4.7    Variable degree of pairability. Turning again to the notion of pairability, it is quite easy to show that lack of pairability is as obvious within extended discourse as it is within the boundaries of one and the same sentence (cf. data under Sections 4.3 and 4.4): 

(36)        *        John opened the door and organic chemistry was required of all students, because if seventeen were not a prime, then the dairy association would have to back down. Thus, we can conclude that television will have a beneficial effect upon the nation's young.

        Such a partial sequence pQ poses special problems in that not only all clauses are well-formed, but also the conjoiners are sequentialized in accordance  with definite constraints too. It is extremely easy to apply the Conjoiner Deletability Principle on such a sequence and obtain the following set of clauses: 

(37)                ((a)    (John opened the door)

                        (b)    (organic chemistry was required of all students)

                        (c)    (seventeen is not a prime)

                        (d)    (the dairy association has to back down)

                        (e)    (we can conclude that X)

                        (f)    (X (television will have a beneficial effect upon the young)))

        The characteristic of this sequence is that there are no abstract connectors in any way linking the various clauses, one reason being that there are no jointly shared discourse heads and that there are no global sets of presuppositions either. The operation of the Conjoiner Insertability Principle does not provide connectedness to a set of completely disconnected clauses. In the same way, the operation of the Conjoiner Deletability Principle can only emphasize the totally artificial nature of conjoiner insertion. Such a sequence evinces a completely free range of displacement at the absolutely highest level, and is perhaps situated at the opposite pole in relation to the text discussed under (31),  (32), (33), which, given its rigid symmetry of discourse heads, evinces the lowest possible level of displacement range.

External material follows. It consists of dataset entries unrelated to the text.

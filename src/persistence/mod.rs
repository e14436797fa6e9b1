//! Key/value persistence backends
//!
//! Only cosmetic settings are stored; gameplay state never is.
//! - `MemoryStore`: in-process, for tests and embedding hosts
//! - `FileStore`: one JSON file per key in the platform config dir (native)
//! - `LocalStorageStore`: browser LocalStorage (wasm32)

use std::collections::HashMap;
use std::io;

/// Minimal string key/value store
pub trait KeyValueStore {
    /// Stored value, or `None` when missing or unreadable
    fn read(&self, key: &str) -> Option<String>;
    fn write(&mut self, key: &str, value: &str) -> io::Result<()>;
}

/// In-memory store
#[derive(Debug, Clone, Default)]
pub struct MemoryStore {
    items: HashMap<String, String>,
}

impl MemoryStore {
    pub fn new() -> Self {
        Self::default()
    }
}

impl KeyValueStore for MemoryStore {
    fn read(&self, key: &str) -> Option<String> {
        self.items.get(key).cloned()
    }

    fn write(&mut self, key: &str, value: &str) -> io::Result<()> {
        self.items.insert(key.to_string(), value.to_string());
        Ok(())
    }
}

#[cfg(not(target_arch = "wasm32"))]
pub use file::FileStore;

#[cfg(not(target_arch = "wasm32"))]
mod file {
    use std::fs;
    use std::io;
    use std::path::PathBuf;

    use directories::ProjectDirs;

    use super::KeyValueStore;

    /// Directory-backed store: `<dir>/<key>.json`
    #[derive(Debug, Clone)]
    pub struct FileStore {
        dir: PathBuf,
    }

    impl FileStore {
        pub fn new(dir: impl Into<PathBuf>) -> Self {
            Self { dir: dir.into() }
        }

        /// Store in the platform config directory
        pub fn default_location() -> io::Result<Self> {
            let project_dirs = ProjectDirs::from("", "", "pillar-flap").ok_or_else(|| {
                io::Error::new(io::ErrorKind::NotFound, "Could not determine config directory")
            })?;
            Ok(Self::new(project_dirs.config_dir()))
        }

        pub(crate) fn path_for(&self, key: &str) -> PathBuf {
            // Keys are internal constants; keep file names tame anyway
            let name: String = key
                .chars()
                .map(|c| {
                    if c.is_ascii_alphanumeric() || c == '_' || c == '-' {
                        c
                    } else {
                        '_'
                    }
                })
                .collect();
            self.dir.join(format!("{name}.json"))
        }
    }

    impl KeyValueStore for FileStore {
        fn read(&self, key: &str) -> Option<String> {
            fs::read_to_string(self.path_for(key)).ok()
        }

        fn write(&mut self, key: &str, value: &str) -> io::Result<()> {
            fs::create_dir_all(&self.dir)?;
            // Replace atomically via a temp file
            let path = self.path_for(key);
            let tmp = path.with_extension("json.tmp");
            fs::write(&tmp, value)?;
            fs::rename(&tmp, &path)
        }
    }
}

#[cfg(target_arch = "wasm32")]
pub use local_storage::LocalStorageStore;

#[cfg(target_arch = "wasm32")]
mod local_storage {
    use std::io;

    use super::KeyValueStore;

    /// Browser LocalStorage
    #[derive(Debug, Clone, Copy, Default)]
    pub struct LocalStorageStore;

    impl LocalStorageStore {
        fn storage() -> Option<web_sys::Storage> {
            web_sys::window()
                .and_then(|w| w.local_storage().ok())
                .flatten()
        }
    }

    impl KeyValueStore for LocalStorageStore {
        fn read(&self, key: &str) -> Option<String> {
            Self::storage()?.get_item(key).ok()?
        }

        fn write(&mut self, key: &str, value: &str) -> io::Result<()> {
            let storage = Self::storage().ok_or_else(|| {
                io::Error::new(io::ErrorKind::NotFound, "LocalStorage unavailable")
            })?;
            storage
                .set_item(key, value)
                .map_err(|_| io::Error::other("LocalStorage write rejected"))
        }
    }
}

/// Store used by `Settings::load`/`Settings::save` on this platform
#[cfg(not(target_arch = "wasm32"))]
pub fn platform_store() -> io::Result<FileStore> {
    FileStore::default_location()
}

#[cfg(target_arch = "wasm32")]
pub fn platform_store() -> io::Result<LocalStorageStore> {
    Ok(LocalStorageStore)
}
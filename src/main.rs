//! Pillar Flap entry point
//!
//! The browser build is driven from JavaScript through `pillar_flap::web`.
//! Natively this runs a headless demo: the autopilot plays a few runs at
//! 60 Hz and the results are logged.

#[cfg(not(target_arch = "wasm32"))]
fn main() {
    use pillar_flap::sim::autopilot;
    use pillar_flap::{Game, GameEvent, RunState, Settings, SimulationConfig};

    env_logger::Builder::from_env(env_logger::Env::default().default_filter_or("info")).init();
    log::info!("Pillar Flap (native demo) starting...");

    // Optional: first arg = seed, second = number of runs
    let mut args = std::env::args().skip(1);
    let seed = args.next().and_then(|s| s.parse::<u64>().ok());
    let runs = args.next().and_then(|s| s.parse::<u32>().ok()).unwrap_or(3);

    let settings = Settings::load();
    log::info!(
        "Cosmetics: colour {}, eye size {}, volume {:.0}%{}",
        settings.avatar_color,
        settings.eye_size,
        settings.volume * 100.0,
        if settings.muted { " (muted)" } else { "" }
    );

    let mut game = Game::new(SimulationConfig {
        seed,
        ..SimulationConfig::default()
    });

    const FRAME_MS: f32 = 1000.0 / 60.0;
    // Two minutes of play per run at most
    const MAX_FRAMES: u32 = 60 * 120;

    for run in 1..=runs {
        match game.run_state() {
            RunState::Over => game.on_retry(),
            _ => game.on_start(),
        }

        let mut frames = 0;
        while game.run_state() != RunState::Over && frames < MAX_FRAMES {
            if autopilot::should_flap(game.state(), game.config()) {
                game.on_flap_input();
            }
            game.tick(FRAME_MS);
            if game.run_state() == RunState::Playing {
                frames += 1;
            }

            for event in game.drain_events() {
                match event {
                    GameEvent::CountdownTick { remaining } => {
                        log::debug!("Countdown {}", remaining)
                    }
                    GameEvent::ScoreIncreased { score } => log::debug!("Score {}", score),
                    _ => {}
                }
            }
        }

        match game.final_score() {
            Some(score) => println!("Run {run}: score {score} after {frames} frames"),
            None => {
                println!("Run {run}: still alive after {frames} frames, score {}", game.score());
                game.on_quit_confirmed();
            }
        }
    }

    println!("Best score this session: {}", game.best_score());
}

#[cfg(target_arch = "wasm32")]
fn main() {
    // WASM entry point is pillar_flap::web::wasm_start
}
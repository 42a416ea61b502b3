//! # Taskboard Client Library
//!
//! View models for a shared kanban board kept live by row change
//! notifications, plus the adapters that connect them to a backend.
//!
//! ## Modules
//!
//! - `views`: Board, dashboard, timeline, comments and the forms
//! - `lifecycle`: Mount/dispose bookkeeping and fetch abort
//! - `optimistic`: Apply-then-confirm updates with re-fetch on failure
//! - `ordering`, `format`: Priority sort, due labels and display names
//! - `store`, `feed`, `auth`, `notifier`: Ports the views depend on
//! - `adapters`: In-memory, PostgreSQL, Redis Streams and password auth
//! - `config`, `error`: Startup configuration and error types
//!
//! ## Example
//!
//! ```
//! use std::sync::Arc;
//! use taskboard_client::adapters::MemoryBackend;
//! use taskboard_client::auth::Identity;
//! use taskboard_client::notifier::LogNotifier;
//! use taskboard_client::views::{DashboardView, Services};
//! use uuid::Uuid;
//!
//! # async fn example() -> Result<(), Box<dyn std::error::Error>> {
//! let backend = MemoryBackend::new();
//! let me = Identity { id: Uuid::new_v4(), email: "ana@example.com".to_string() };
//!
//! let dashboard = DashboardView::mount(Services::memory(&backend, Arc::new(LogNotifier)), me).await?;
//! println!("{} tasks", dashboard.stats().total);
//! # Ok(())
//! # }
//! ```

pub mod adapters;
pub mod auth;
pub mod config;
pub mod error;
pub mod feed;
pub mod format;
pub mod lifecycle;
pub mod notifier;
pub mod optimistic;
pub mod ordering;
pub mod store;
pub mod views;
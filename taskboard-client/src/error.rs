/// Error types for the client
///
/// [`StoreError`] comes from the remote store and change feed adapters.
/// [`SyncError`] is what view models return; each variant maps to one way
/// the UI layer reacts:
///
/// | Variant      | Reaction                                              |
/// |--------------|-------------------------------------------------------|
/// | `Config`     | fatal at startup, configuration screen               |
/// | `Auth`       | shown inline on the login form                       |
/// | `Read`       | logged, view keeps its last or empty state           |
/// | `Write`      | logged and alerted, optimistic state re-fetched      |
/// | `Disposed`   | the view was unmounted, nothing to do                |
/// | `Validation` | draft rejected before anything was sent              |

use crate::config::ConfigError;
use taskboard_shared::redis::{RedisClientError, StreamReaderError, StreamWriterError};

/// Remote store and change feed failures
#[derive(Debug, thiserror::Error)]
pub enum StoreError {
    /// Query failed
    #[error("Database error: {0}")]
    Database(#[from] sqlx::Error),

    /// Row does not exist
    #[error("{entity} {id} not found")]
    NotFound { entity: &'static str, id: String },

    /// Backend refused the operation
    #[error("{0}")]
    Rejected(String),

    /// Change feed could not be opened or published to
    #[error("Change feed error: {0}")]
    Feed(String),
}

impl From<RedisClientError> for StoreError {
    fn from(err: RedisClientError) -> Self {
        StoreError::Feed(err.to_string())
    }
}

impl From<StreamReaderError> for StoreError {
    fn from(err: StreamReaderError) -> Self {
        StoreError::Feed(err.to_string())
    }
}

impl From<StreamWriterError> for StoreError {
    fn from(err: StreamWriterError) -> Self {
        StoreError::Feed(err.to_string())
    }
}

/// Result alias for store operations
pub type StoreResult<T> = Result<T, StoreError>;

/// Errors returned by view models and forms
#[derive(Debug, thiserror::Error)]
pub enum SyncError {
    /// Missing or invalid configuration
    #[error("Configuration error: {0}")]
    Config(#[from] ConfigError),

    /// Sign-in or sign-up failed; the message is shown to the user
    #[error("{0}")]
    Auth(String),

    /// A view could not load its data
    #[error("Failed to load {what}: {source}")]
    Read {
        what: &'static str,
        #[source]
        source: StoreError,
    },

    /// A user-initiated change was rejected
    #[error("{context}: {source}")]
    Write {
        context: &'static str,
        #[source]
        source: StoreError,
    },

    /// The view has been disposed
    #[error("View has been disposed")]
    Disposed,

    /// Form input rejected before sending
    #[error("{0}")]
    Validation(String),
}

impl SyncError {
    pub fn read(what: &'static str, source: StoreError) -> Self {
        SyncError::Read { what, source }
    }

    pub fn write(context: &'static str, source: StoreError) -> Self {
        SyncError::Write { context, source }
    }

    pub fn is_disposed(&self) -> bool {
        matches!(self, SyncError::Disposed)
    }
}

4.8 Cumulative structures.    It sometimes happen that certain types of discourse are structured on a repetitive pattern, in which part of the first clause is taken up in the second clause, repeated and slightly expanded; this expanded repetition is taken up in the next clause with a slight extra addition to its repeated segment. Here are three different illustrations of this type of discourse structure, one of which, strange as it may seem, is a transcript of actual conversation:

(38)    He attacked the man. He attacked the man in the van. He attacked the man in the van with a hammer. He attacked the man in the van with a hammer which he held in both hands.

(39)    Where's the watch ?  Where's the watch I put in my pocket ?  Where's the watch I put in my pocket to take to the shop ? Where's the watch I put in my pocket to take to the shop because it had stopped ?

(40)    The thing won't grow. The thing won't grow even slowly. The thing won't grow even slowly in this cold. The thing won't grow even slowly in this cold, you know.

                Concatenation, Radiation, and Cumulation are therefore three of the principles (the term is perhaps used in the Gricean sense) which represent some of the possibilities of discourse mapping in situations characterized by the two features [-TEMPORAL JUNCTURE]  AND [-PARTICIPANT BOUNDARY].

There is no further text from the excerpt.